Here is a summary of the concepts introduced in "Sound Reasoning." All apply to works of any era or style.
Sound Reasoning is a web-based, introductory music appreciation course. It offers a new approach to music appreciation for adults, focusing on style-independent concepts. While the course concentrates primarily on Western classical and modern music, the concepts that are introduced apply to music of any style or era. The goal of "Sound Reasoning" is to equip you with questions that you may ask of any piece of music, thereby creating a richer and more comprehensive understanding of music both familiar and unfamiliar. Here are some additional features of the course. "Sound Reasoning" is completely listening based. No ability to read music is required. The course assumes little or no musical background. A minimum of terminology is invoked. Musical examples are interpolated directly into the text. The course is interactive. A "listening gallery" with exercises follows each module, so that you may practice and refine your listening skills. The modules may be studied in sequence or individually.

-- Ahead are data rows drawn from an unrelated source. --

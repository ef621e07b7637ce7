/// Activity report generation
///
/// Builds the productivity verdict and renders the PDF activity report.
/// The module is pure: ledger rows go in, bytes come out, so every part
/// of the pipeline is testable without a database.
///
/// # Classification
///
/// A user is **ACTIVE** when the interval contains at least
/// [`ACTIVITY_EVENT_THRESHOLD`] interaction events and at most
/// [`AI_DETECTION_LIMIT`] AI-tool window detections. Both comparisons are
/// inclusive. The thresholds are fixed policy constants, not per-call
/// parameters.
///
/// # Document layout
///
/// Page 1 carries the title, the query scope, the colored verdict line,
/// the thresholds, and the two observed counts. Subsequent pages list
/// every ledger row in chronological order in a fixed-column table.

use chrono::{DateTime, Utc};
use printpdf::{BuiltinFont, Color, IndirectFontRef, Mm, PdfDocument, PdfLayerReference, Rgb};

use crate::models::activity::{ActivityKind, ActivityLog, ActivityPayload};

/// Minimum `user-activity` events for an ACTIVE verdict (inclusive)
pub const ACTIVITY_EVENT_THRESHOLD: u64 = 20;

/// Maximum AI-tool detections tolerated for an ACTIVE verdict (inclusive)
pub const AI_DETECTION_LIMIT: u64 = 5;

/// Table rows rendered per PDF page
const ROWS_PER_PAGE: usize = 40;

/// Maximum URL characters shown in the table before truncation
const URL_DISPLAY_LIMIT: usize = 38;

/// Error type for report rendering
#[derive(Debug, thiserror::Error)]
pub enum ReportError {
    /// PDF construction failed
    #[error("Failed to render report: {0}")]
    RenderError(String),
}

impl From<printpdf::Error> for ReportError {
    fn from(err: printpdf::Error) -> Self {
        ReportError::RenderError(err.to_string())
    }
}

/// The activity classification produced by the fixed thresholds
#[derive(Debug, Clone, Copy, PartialEq, Eq)]
pub enum Verdict {
    Active,
    Inactive,
}

impl Verdict {
    /// Display label used on the report
    pub fn label(&self) -> &'static str {
        match self {
            Verdict::Active => "ACTIVE",
            Verdict::Inactive => "INACTIVE/LOW-ACTIVITY",
        }
    }
}

/// Classifies an interval from its observed counts
///
/// Both thresholds are inclusive: exactly 20 activity events with exactly
/// 5 AI detections is still ACTIVE.
pub fn classify(activity_events: u64, ai_detections: u64) -> Verdict {
    if activity_events >= ACTIVITY_EVENT_THRESHOLD && ai_detections <= AI_DETECTION_LIMIT {
        Verdict::Active
    } else {
        Verdict::Inactive
    }
}

/// Event counts summarized from the fetched ledger rows
#[derive(Debug, Clone, Default, PartialEq, Eq)]
pub struct ReportSummary {
    /// All rows in the interval, both kinds
    pub total_events: u64,

    /// Rows of kind `user-activity`
    pub activity_events: u64,

    /// Rows of kind `window-switch`
    pub window_switches: u64,

    /// Window switches flagged as AI tools
    pub ai_detections: u64,
}

impl ReportSummary {
    /// Summarizes a chronological slice of ledger rows
    pub fn from_rows(rows: &[ActivityLog]) -> Self {
        let mut summary = ReportSummary {
            total_events: rows.len() as u64,
            ..Default::default()
        };

        for row in rows {
            match row.kind {
                ActivityKind::UserActivity => summary.activity_events += 1,
                ActivityKind::WindowSwitch => {
                    summary.window_switches += 1;
                    if row.payload.is_ai_detection() {
                        summary.ai_detections += 1;
                    }
                }
            }
        }

        summary
    }

    /// The verdict for these counts
    pub fn verdict(&self) -> Verdict {
        classify(self.activity_events, self.ai_detections)
    }
}

/// Query scope echoed on the report's first page
#[derive(Debug, Clone)]
pub struct ReportScope {
    /// User email when scoped to one user, None for all users
    pub user_label: Option<String>,

    /// Interval start (inclusive)
    pub start: DateTime<Utc>,

    /// Interval end (inclusive)
    pub end: DateTime<Utc>,
}

/// The table cells for one ledger row
///
/// Columns: time, type, clicks, keys, moves, url, AI. Counter cells are
/// blank for window switches; URL/AI cells are blank for user activity.
pub fn table_cells(row: &ActivityLog) -> [String; 7] {
    let time = row.recorded_at.format("%Y-%m-%d %H:%M:%S").to_string();
    let kind = row.kind.as_str().to_string();

    match &*row.payload {
        ActivityPayload::UserActivity {
            mouse_clicks,
            key_presses,
            mouse_movements,
        } => [
            time,
            kind,
            mouse_clicks.to_string(),
            key_presses.to_string(),
            mouse_movements.to_string(),
            String::new(),
            String::new(),
        ],
        ActivityPayload::WindowSwitch { url, is_ai_tool, .. } => [
            time,
            kind,
            String::new(),
            String::new(),
            String::new(),
            truncate_url(url),
            if *is_ai_tool { "yes" } else { "no" }.to_string(),
        ],
    }
}

fn truncate_url(url: &str) -> String {
    if url.chars().count() <= URL_DISPLAY_LIMIT {
        url.to_string()
    } else {
        let cut: String = url.chars().take(URL_DISPLAY_LIMIT - 3).collect();
        format!("{}...", cut)
    }
}

/// Column x-positions in millimeters, one per cell of [`table_cells`]
const COLUMN_X: [f32; 7] = [15.0, 58.0, 92.0, 108.0, 124.0, 142.0, 196.0];

const COLUMN_HEADERS: [&str; 7] = ["Time", "Type", "Clicks", "Keys", "Moves", "URL", "AI"];

const PAGE_WIDTH_MM: f32 = 210.0;
const PAGE_HEIGHT_MM: f32 = 297.0;
const TABLE_TOP_MM: f32 = 275.0;
const ROW_HEIGHT_MM: f32 = 6.0;

/// Renders the full activity report as PDF bytes
///
/// # Errors
///
/// Returns `ReportError::RenderError` if PDF construction fails.
pub fn render_pdf(
    scope: &ReportScope,
    summary: &ReportSummary,
    rows: &[ActivityLog],
) -> Result<Vec<u8>, ReportError> {
    let (doc, page1, layer1) = PdfDocument::new(
        "Activity Report",
        Mm(PAGE_WIDTH_MM),
        Mm(PAGE_HEIGHT_MM),
        "Layer 1",
    );

    let font = doc.add_builtin_font(BuiltinFont::Helvetica)?;
    let font_bold = doc.add_builtin_font(BuiltinFont::HelveticaBold)?;

    render_summary_page(&doc.get_page(page1).get_layer(layer1), scope, summary, &font, &font_bold);

    // One table page per ROWS_PER_PAGE chunk, chronological order preserved
    for chunk in rows.chunks(ROWS_PER_PAGE) {
        let (page, layer) = doc.add_page(Mm(PAGE_WIDTH_MM), Mm(PAGE_HEIGHT_MM), "Layer 1");
        render_table_page(&doc.get_page(page).get_layer(layer), chunk, &font, &font_bold);
    }

    let bytes = doc.save_to_bytes()?;
    Ok(bytes)
}

fn render_summary_page(
    layer: &PdfLayerReference,
    scope: &ReportScope,
    summary: &ReportSummary,
    font: &IndirectFontRef,
    font_bold: &IndirectFontRef,
) {
    let black = Color::Rgb(Rgb::new(0.0, 0.0, 0.0, None));
    let green = Color::Rgb(Rgb::new(0.0, 0.55, 0.2, None));
    let red = Color::Rgb(Rgb::new(0.8, 0.1, 0.1, None));

    layer.set_fill_color(black.clone());
    layer.use_text("Activity Report", 22.0, Mm(15.0), Mm(272.0), font_bold);

    let user_line = match &scope.user_label {
        Some(email) => format!("User: {}", email),
        None => "User: all users".to_string(),
    };
    layer.use_text(user_line, 11.0, Mm(15.0), Mm(258.0), font);
    layer.use_text(
        format!(
            "Period: {} - {}",
            scope.start.format("%Y-%m-%d %H:%M:%S"),
            scope.end.format("%Y-%m-%d %H:%M:%S"),
        ),
        11.0,
        Mm(15.0),
        Mm(251.0),
        font,
    );

    let verdict = summary.verdict();
    let verdict_color = match verdict {
        Verdict::Active => green,
        Verdict::Inactive => red,
    };
    layer.set_fill_color(verdict_color);
    layer.use_text(
        format!("Verdict: {}", verdict.label()),
        16.0,
        Mm(15.0),
        Mm(235.0),
        font_bold,
    );
    layer.set_fill_color(black);

    layer.use_text(
        format!(
            "Thresholds: at least {} activity events, at most {} AI-tool detections",
            ACTIVITY_EVENT_THRESHOLD, AI_DETECTION_LIMIT,
        ),
        11.0,
        Mm(15.0),
        Mm(221.0),
        font,
    );
    layer.use_text(
        format!(
            "Observed: {} activity events, {} AI-tool detections",
            summary.activity_events, summary.ai_detections,
        ),
        11.0,
        Mm(15.0),
        Mm(214.0),
        font,
    );
    layer.use_text(
        format!(
            "Totals: {} events ({} user-activity, {} window-switch)",
            summary.total_events, summary.activity_events, summary.window_switches,
        ),
        11.0,
        Mm(15.0),
        Mm(207.0),
        font,
    );

    let explanation = match verdict {
        Verdict::Active => {
            "The user met the interaction threshold without excessive AI-tool usage in this period."
        }
        Verdict::Inactive => {
            "The user fell below the interaction threshold or exceeded the AI-tool detection limit."
        }
    };
    layer.use_text(explanation, 10.0, Mm(15.0), Mm(195.0), font);
}

fn render_table_page(
    layer: &PdfLayerReference,
    rows: &[ActivityLog],
    font: &IndirectFontRef,
    font_bold: &IndirectFontRef,
) {
    layer.set_fill_color(Color::Rgb(Rgb::new(0.0, 0.0, 0.0, None)));

    for (header, x) in COLUMN_HEADERS.iter().zip(COLUMN_X.iter()) {
        layer.use_text(*header, 9.0, Mm(*x), Mm(TABLE_TOP_MM), font_bold);
    }

    for (i, row) in rows.iter().enumerate() {
        let y = TABLE_TOP_MM - ROW_HEIGHT_MM * (i + 1) as f32;
        let cells = table_cells(row);
        for (cell, x) in cells.iter().zip(COLUMN_X.iter()) {
            if !cell.is_empty() {
                layer.use_text(cell, 8.0, Mm(*x), Mm(y), font);
            }
        }
    }
}

#[cfg(test)]
mod tests {
    use super::*;
    use chrono::Duration;
    use sqlx::types::Json;
    use uuid::Uuid;

    fn activity_row(at: DateTime<Utc>) -> ActivityLog {
        ActivityLog {
            id: 0,
            user_id: Uuid::new_v4(),
            kind: ActivityKind::UserActivity,
            recorded_at: at,
            payload: Json(ActivityPayload::UserActivity {
                mouse_clicks: 5,
                key_presses: 12,
                mouse_movements: 40,
            }),
            client_event_id: None,
        }
    }

    fn switch_row(at: DateTime<Utc>, is_ai_tool: bool) -> ActivityLog {
        ActivityLog {
            id: 0,
            user_id: Uuid::new_v4(),
            kind: ActivityKind::WindowSwitch,
            recorded_at: at,
            payload: Json(ActivityPayload::WindowSwitch {
                title: "Some window".to_string(),
                url: "https://example.com/page".to_string(),
                is_ai_tool,
            }),
            client_event_id: None,
        }
    }

    fn rows(activity: usize, ai_switches: usize, plain_switches: usize) -> Vec<ActivityLog> {
        let start = Utc::now();
        let mut out = Vec::new();
        for i in 0..activity {
            out.push(activity_row(start + Duration::seconds(i as i64)));
        }
        for i in 0..ai_switches {
            out.push(switch_row(start + Duration::seconds((activity + i) as i64), true));
        }
        for i in 0..plain_switches {
            out.push(switch_row(
                start + Duration::seconds((activity + ai_switches + i) as i64),
                false,
            ));
        }
        out
    }

    #[test]
    fn test_classify_both_thresholds_inclusive() {
        assert_eq!(classify(20, 5), Verdict::Active);
    }

    #[test]
    fn test_classify_below_activity_threshold() {
        assert_eq!(classify(19, 0), Verdict::Inactive);
    }

    #[test]
    fn test_classify_above_ai_limit() {
        assert_eq!(classify(20, 6), Verdict::Inactive);
        assert_eq!(classify(100, 6), Verdict::Inactive);
    }

    #[test]
    fn test_classify_comfortably_active() {
        assert_eq!(classify(25, 2), Verdict::Active);
        assert_eq!(classify(1000, 0), Verdict::Active);
    }

    #[test]
    fn test_verdict_labels() {
        assert_eq!(Verdict::Active.label(), "ACTIVE");
        assert_eq!(Verdict::Inactive.label(), "INACTIVE/LOW-ACTIVITY");
    }

    #[test]
    fn test_summary_from_rows() {
        let rows = rows(25, 2, 3);
        let summary = ReportSummary::from_rows(&rows);

        assert_eq!(summary.total_events, 30);
        assert_eq!(summary.activity_events, 25);
        assert_eq!(summary.window_switches, 5);
        assert_eq!(summary.ai_detections, 2);
        assert_eq!(summary.verdict(), Verdict::Active);
    }

    #[test]
    fn test_summary_of_empty_interval() {
        let summary = ReportSummary::from_rows(&[]);
        assert_eq!(summary, ReportSummary::default());
        assert_eq!(summary.verdict(), Verdict::Inactive);
    }

    #[test]
    fn test_table_cells_for_activity_row() {
        let row = activity_row(Utc::now());
        let cells = table_cells(&row);

        assert_eq!(cells[1], "user-activity");
        assert_eq!(cells[2], "5");
        assert_eq!(cells[3], "12");
        assert_eq!(cells[4], "40");
        assert!(cells[5].is_empty());
        assert!(cells[6].is_empty());
    }

    #[test]
    fn test_table_cells_for_switch_row() {
        let row = switch_row(Utc::now(), true);
        let cells = table_cells(&row);

        assert_eq!(cells[1], "window-switch");
        assert!(cells[2].is_empty());
        assert!(cells[3].is_empty());
        assert!(cells[4].is_empty());
        assert_eq!(cells[5], "https://example.com/page");
        assert_eq!(cells[6], "yes");
    }

    #[test]
    fn test_long_urls_are_truncated() {
        let long = format!("https://example.com/{}", "a".repeat(100));
        let shown = truncate_url(&long);
        assert_eq!(shown.chars().count(), URL_DISPLAY_LIMIT);
        assert!(shown.ends_with("..."));
    }

    #[test]
    fn test_render_pdf_produces_a_document() {
        let rows = rows(25, 2, 0);
        let summary = ReportSummary::from_rows(&rows);
        let scope = ReportScope {
            user_label: Some("worker@example.com".to_string()),
            start: Utc::now() - Duration::days(7),
            end: Utc::now(),
        };

        let bytes = render_pdf(&scope, &summary, &rows).expect("render should succeed");
        assert!(bytes.starts_with(b"%PDF"));
        assert!(bytes.len() > 500);
    }

    #[test]
    fn test_render_pdf_with_no_rows() {
        let scope = ReportScope {
            user_label: None,
            start: Utc::now() - Duration::days(1),
            end: Utc::now(),
        };
        let summary = ReportSummary::default();

        let bytes = render_pdf(&scope, &summary, &[]).expect("render should succeed");
        assert!(bytes.starts_with(b"%PDF"));
    }

    #[test]
    fn test_render_pdf_many_rows_paginates() {
        let scope = ReportScope {
            user_label: None,
            start: Utc::now() - Duration::days(1),
            end: Utc::now(),
        };

        // 100 rows span 3 table pages; the document must grow accordingly
        let small = rows(5, 0, 0);
        let large = rows(100, 0, 0);

        let small_pdf = render_pdf(&scope, &ReportSummary::from_rows(&small), &small)
            .expect("render should succeed");
        let large_pdf = render_pdf(&scope, &ReportSummary::from_rows(&large), &large)
            .expect("render should succeed");

        assert!(large_pdf.starts_with(b"%PDF"));
        assert!(large_pdf.len() > small_pdf.len());
    }
}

You may easily print a .pdf of any module. "Sound Reasoning" is designed as both a stand-alone, self-paced course as well as a supplement to existing university classes.
"Time's effect on the Material" describes the process of comparing related passages in a piece of music to observe if anything has changed. If the passage is restored intact, it speaks to the music's stability and endurance. If it is transformed, then time has had an effect.